Imagine you have a brilliant, world-class architect who has spent their entire career designing beautiful, standard houses. They are an expert at understanding perspective, depth, and how walls meet floors in a normal room. This architect is your AI model.

Now, you ask this architect to design a house that wraps all the way around in a perfect circle—a 360-degree panoramic room.

The problem? The architect gets confused. Their brain is wired for flat, straight lines (perspective), but a 360-degree view is curved and distorted. If you just force them to look at the circle, they might get dizzy and make mistakes. If you try to teach them everything from scratch using thousands of new blueprints (panoramic data), it takes forever and costs a fortune.

RePer-360 is the clever solution the researchers invented to fix this. Here is how it works, broken down into simple concepts:

1. The Problem: The "Fishbowl" Effect

Standard cameras see the world like a flat painting. 360-degree cameras see the world like a fishbowl or a globe. When you flatten a globe onto a piece of paper (like a map), the poles get stretched out and the equator gets squished.

The Issue: The AI's "brain" (trained on flat photos) sees these stretched areas as weird, broken shapes. It tries to apply flat-house rules to a curved world, leading to depth errors (like thinking a wall is closer than it really is).

2. The Old Ways (And Why They Failed)

Before this paper, researchers tried two main things:

The "Patchwork" Method: They chopped the 360-degree image into tiny square pieces (like cutting a pizza into slices), asked the architect to look at each slice individually, and then glued the answers back together.
- The Flaw: This is slow, clunky, and often leaves ugly seams where the slices don't match up.
The "Re-Training" Method: They tried to re-teach the architect from scratch using thousands of panoramic photos.
- The Flaw: This requires a massive amount of data (like needing 120,000 blueprints) and risks making the architect forget the great skills they already had about standard houses.

3. The RePer-360 Solution: "The Self-Modulation Guide"

Instead of forcing the architect to learn a new job or chopping up the image, RePer-360 acts like a specialized translator or a guide that sits next to the architect.

Here is the magic trick, using an analogy:

The Two Lenses (ERP and CP)

Imagine the architect is looking at the room through two different glasses at the same time:

Glasses A (ERP): The standard panoramic view.
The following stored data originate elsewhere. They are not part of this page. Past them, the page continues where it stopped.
//! Dashboard views rendered to serialisable view models

use std::fmt;

use chrono::Datelike;
use serde::{Deserialize, Serialize};

use crate::dataset::Dataset;
use crate::observability::{Event, Logger};
use crate::records::{Record, RecordType};

use super::forecast::{ForecastRow, ForecastTable};
use super::summary::{average_growth, date_order};

/// Indicator codes and projection settings used by the views
#[derive(Debug, Clone, PartialEq, Serialize, Deserialize)]
pub struct DashboardConfig {
    /// Indicator code for account ownership
    #[serde(default = "default_access_code")]
    pub access_code: String,
    /// Indicator code for digital payment usage
    #[serde(default = "default_usage_code")]
    pub usage_code: String,
    /// Reference line drawn on the projections view (percent)
    #[serde(default = "default_projection_target")]
    pub projection_target: f64,
    #[serde(default = "default_projection_indicator")]
    pub projection_indicator: String,
    #[serde(default = "default_projection_scenario")]
    pub projection_scenario: String,
}

fn default_access_code() -> String {
    "ACC_OWNERSHIP".to_string()
}

fn default_usage_code() -> String {
    "USG_DIGITAL_PAYMENT".to_string()
}

fn default_projection_target() -> f64 {
    60.0
}

fn default_projection_indicator() -> String {
    "access".to_string()
}

fn default_projection_scenario() -> String {
    "base".to_string()
}

impl Default for DashboardConfig {
    fn default() -> Self {
        Self {
            access_code: default_access_code(),
            usage_code: default_usage_code(),
            projection_target: default_projection_target(),
            projection_indicator: default_projection_indicator(),
            projection_scenario: default_projection_scenario(),
        }
    }
}

/// The navigable dashboard pages
#[derive(Debug, Clone, Copy, PartialEq, Eq, Serialize, Deserialize, clap::ValueEnum)]
#[serde(rename_all = "kebab-case")]
pub enum View {
    Overview,
    Trends,
    Forecasts,
    InclusionProjections,
}

impl View {
    pub fn as_str(&self) -> &'static str {
        match self {
            View::Overview => "overview",
            View::Trends => "trends",
            View::Forecasts => "forecasts",
            View::InclusionProjections => "inclusion-projections",
        }
    }
}

impl fmt::Display for View {
    fn fmt(&self, f: &mut fmt::Formatter<'_>) -> fmt::Result {
        f.write_str(self.as_str())
    }
}

/// Operator selection for one view
#[derive(Debug, Clone, PartialEq, Eq)]
pub struct ViewRequest {
    pub view: View,
    /// Trends: indicator code. Forecasts: forecast indicator name.
    pub indicator: Option<String>,
    /// Forecasts only
    pub scenario: Option<String>,
}

impl ViewRequest {
    pub fn new(view: View) -> Self {
        Self {
            view,
            indicator: None,
            scenario: None,
        }
    }
}

#[derive(Debug, Clone, Copy, PartialEq, Eq, Serialize)]
#[serde(rename_all = "lowercase")]
pub enum NoticeLevel {
    Info,
    Warning,
}

/// User-visible message, used for empty selections
#[derive(Debug, Clone, PartialEq, Eq, Serialize)]
pub struct Notice {
    pub level: NoticeLevel,
    pub message: String,
}

impl Notice {
    pub fn warning(message: impl Into<String>) -> Self {
        Self {
            level: NoticeLevel::Warning,
            message: message.into(),
        }
    }
}

/// A headline number; `value` is `None` when no data backs it
#[derive(Debug, Clone, PartialEq, Serialize)]
pub struct Metric {
    pub label: String,
    pub value: Option<f64>,
    /// Display text, `N/A` when there is no value
    pub formatted: String,
}

impl Metric {
    fn new(label: &str, value: Option<f64>, precision: usize) -> Self {
        let formatted = match value {
            Some(v) => format!("{:.*}", precision, v),
            None => "N/A".to_string(),
        };
        Self {
            label: label.to_string(),
            value,
            formatted,
        }
    }
}

#[derive(Debug, Clone, Copy, PartialEq, Eq, Serialize)]
#[serde(rename_all = "lowercase")]
pub enum LineStyle {
    Solid,
    Dashed,
}

#[derive(Debug, Clone, Copy, PartialEq, Serialize)]
pub struct Point {
    pub year: i32,
    pub value: f64,
}

#[derive(Debug, Clone, PartialEq, Serialize)]
pub struct Series {
    pub name: String,
    pub style: LineStyle,
    pub points: Vec<Point>,
}

/// Horizontal reference line
#[derive(Debug, Clone, PartialEq, Serialize)]
pub struct Threshold {
    pub value: f64,
    pub label: String,
}

/// Rendered view, ready to serialise
#[derive(Debug, Clone, PartialEq, Serialize)]
pub struct ViewModel {
    pub view: View,
    pub title: String,
    pub metrics: Vec<Metric>,
    pub series: Vec<Series>,
    pub threshold: Option<Threshold>,
    pub notice: Option<Notice>,
}

impl ViewModel {
    fn new(view: View, title: impl Into<String>) -> Self {
        Self {
            view,
            title: title.into(),
            metrics: Vec::new(),
            series: Vec::new(),
            threshold: None,
            notice: None,
        }
    }

    fn with_notice(mut self, message: impl Into<String>) -> Self {
        self.notice = Some(Notice::warning(message));
        self
    }

    /// True when the view carries a notice instead of (or besides) data
    pub fn has_notice(&self) -> bool {
        self.notice.is_some()
    }
}

/// Renders one view. `forecasts` is `None` when the forecast file could not
/// be loaded; forecast views then carry a notice.
pub fn render_view(
    request: &ViewRequest,
    dataset: &Dataset,
    forecasts: Option<&ForecastTable>,
    config: &DashboardConfig,
) -> ViewModel {
    let model = match request.view {
        View::Overview => overview(dataset.records(), config),
        View::Trends => {
            let code = request.indicator.as_deref().unwrap_or(&config.access_code);
            trends(dataset.records(), code)
        }
        View::Forecasts => {
            let scenario = request.scenario.as_deref().unwrap_or("base");
            let indicator = request.indicator.as_deref().unwrap_or("access");
            forecast_view(forecasts, scenario, indicator)
        }
        View::InclusionProjections => projections(forecasts, config),
    };

    let event = if model.has_notice() {
        Event::ViewEmpty
    } else {
        Event::ViewRendered
    };
    let series = model.series.len().to_string();
    Logger::info(
        event.as_str(),
        &[("series", series.as_str()), ("view", model.view.as_str())],
    );
    model
}

fn overview(records: &[Record], config: &DashboardConfig) -> ViewModel {
    let mut model = ViewModel::new(View::Overview, "Overview");

    let access_latest = latest_value(records, &config.access_code, false);
    let usage_latest = latest_value(records, &config.usage_code, true);
    let latest_year = records
        .iter()
        .filter_map(|r| r.observation_date)
        .map(|d| d.year())
        .max();

    model.metrics = vec![
        Metric::new("Account Ownership (%)", access_latest, 1),
        Metric::new("Digital Payment Usage (%)", usage_latest, 1),
        Metric::new("Latest Data Year", latest_year.map(f64::from), 0),
        Metric::new(
            "Average Access Growth (pp per period)",
            Some(average_growth(records, &config.access_code)),
            2,
        ),
        Metric::new(
            "Average Usage Growth (pp per period)",
            Some(average_growth(records, &config.usage_code)),
            2,
        ),
    ];

    if access_latest.is_none() {
        model = model.with_notice("No account ownership data available");
    } else if usage_latest.is_none() {
        model = model.with_notice("No digital payment usage data available");
    }
    model
}

/// Most recent value for an indicator code. With `observations_only`, only
/// observation rows with a value are considered.
fn latest_value(records: &[Record], code: &str, observations_only: bool) -> Option<f64> {
    let mut rows: Vec<&Record> = records
        .iter()
        .filter(|r| r.indicator_code.as_deref() == Some(code))
        .filter(|r| {
            !observations_only
                || (r.kind() == Some(RecordType::Observation) && r.value_numeric.is_some())
        })
        .collect();
    rows.sort_by(|a, b| date_order(a.observation_date, b.observation_date));
    rows.last().and_then(|r| r.value_numeric)
}

fn trends(records: &[Record], code: &str) -> ViewModel {
    let model = ViewModel::new(View::Trends, "Indicator Trend Over Time");

    let mut rows: Vec<&Record> = records
        .iter()
        .filter(|r| r.indicator_code.as_deref() == Some(code))
        .collect();
    rows.sort_by(|a, b| date_order(a.observation_date, b.observation_date));

    let points: Vec<Point> = rows
        .iter()
        .filter_map(|r| match (r.observation_date, r.value_numeric) {
            (Some(d), Some(v)) => Some(Point {
                year: d.year(),
                value: v,
            }),
            _ => None,
        })
        .collect();

    if points.is_empty() {
        return model.with_notice(format!("No data available for {}", code));
    }

    let mut model = model;
    model.series.push(Series {
        name: code.to_string(),
        style: LineStyle::Solid,
        points,
    });
    model
}

fn forecast_view(forecasts: Option<&ForecastTable>, scenario: &str, indicator: &str) -> ViewModel {
    let model = ViewModel::new(View::Forecasts, "Forecast with Scenario");
    let Some(table) = forecasts else {
        return model.with_notice("Forecast data unavailable");
    };

    let rows = table.select(scenario, indicator);
    if rows.is_empty() {
        return model.with_notice("No forecast data available for the selected combination");
    }

    let mut model = model;
    model.series.push(Series {
        name: "Forecast".to_string(),
        style: LineStyle::Solid,
        points: rows.iter().map(|r| Point { year: r.year, value: r.forecast }).collect(),
    });
    model.series.extend(band_series("Lower CI", &rows, |r| r.lower_ci));
    model.series.extend(band_series("Upper CI", &rows, |r| r.upper_ci));
    model
}

/// Dashed confidence line; `None` when no row carries the bound
fn band_series(
    name: &str,
    rows: &[&ForecastRow],
    bound: impl Fn(&ForecastRow) -> Option<f64>,
) -> Option<Series> {
    let points: Vec<Point> = rows
        .iter()
        .filter_map(|r| bound(*r).map(|value| Point { year: r.year, value }))
        .collect();
    if points.is_empty() {
        return None;
    }
    Some(Series {
        name: name.to_string(),
        style: LineStyle::Dashed,
        points,
    })
}

fn projections(forecasts: Option<&ForecastTable>, config: &DashboardConfig) -> ViewModel {
    let target = config.projection_target;
    let model = ViewModel::new(
        View::InclusionProjections,
        format!("Progress Toward {}% Financial Inclusion Target", target),
    );
    let Some(table) = forecasts else {
        return model.with_notice("Forecast data unavailable");
    };

    let rows = table.select(&config.projection_scenario, &config.projection_indicator);
    if rows.is_empty() {
        return model.with_notice("No forecast data available");
    }

    let mut model = model;
    model.series.push(Series {
        name: "Forecast".to_string(),
        style: LineStyle::Solid,
        points: rows.iter().map(|r| Point { year: r.year, value: r.forecast }).collect(),
    });
    model.threshold = Some(Threshold {
        value: target,
        label: format!("{}% Target", target),
    });
    model
}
It sees the whole room but is distorted (stretched at the top and bottom).
Glasses B (CP): A "Cubemap" view. Imagine the room is inside a cube. This view looks at the room from six flat sides (Front, Back, Left, Right, Top, Bottom). It sees the room in perfect, undistorted squares, but it breaks the room into six separate pieces.

The "Geometry-Aligned Guidance" (The Translator)

The system takes the "six-piece" view (Glasses B) and the "distorted whole" view (Glasses A) and compares them.

It notices: "Hey, the top of the room looks stretched in Glasses A, but it looks normal in Glasses B."
It creates a map of corrections based on this comparison. It doesn't force the architect to see the six pieces; instead, it whispers to the architect: "Hey, when you see this stretched area, remember it's actually flat. Adjust your thinking slightly."

The "Self-Modulation" (The Volume Knob)

This is the most important part. The system doesn't overwrite the architect's brain. Instead, it uses Self-Conditioned AdaLN-Zero.

Think of the architect's brain as a radio playing a perfect song (the pre-trained knowledge).
The new system doesn't change the song; it just turns up the volume or bass on specific notes depending on the room's shape.
It adds tiny "scaling factors" (like a volume knob) to the architect's neurons. If the architect is looking at a distorted ceiling, the system turns the knob to say, "Don't panic, this is just a distortion, not a real depth change."
Crucially: It starts with the volume knob set to zero. This means at the very beginning, the architect acts exactly as they did before (safe and stable). As it learns, it slowly turns the knob up only where needed.

4. The "Cube Consistency" Rule (The Safety Net)

To make sure the architect doesn't get confused, the system adds a rule: "If you think the ceiling is close in the 'Front' view, you must think it's the same distance in the 'Top' view."
This is called the E2C Consistency Loss. It forces the AI to agree with itself across different angles, preventing it from hallucinating weird depths just because the image looks stretched.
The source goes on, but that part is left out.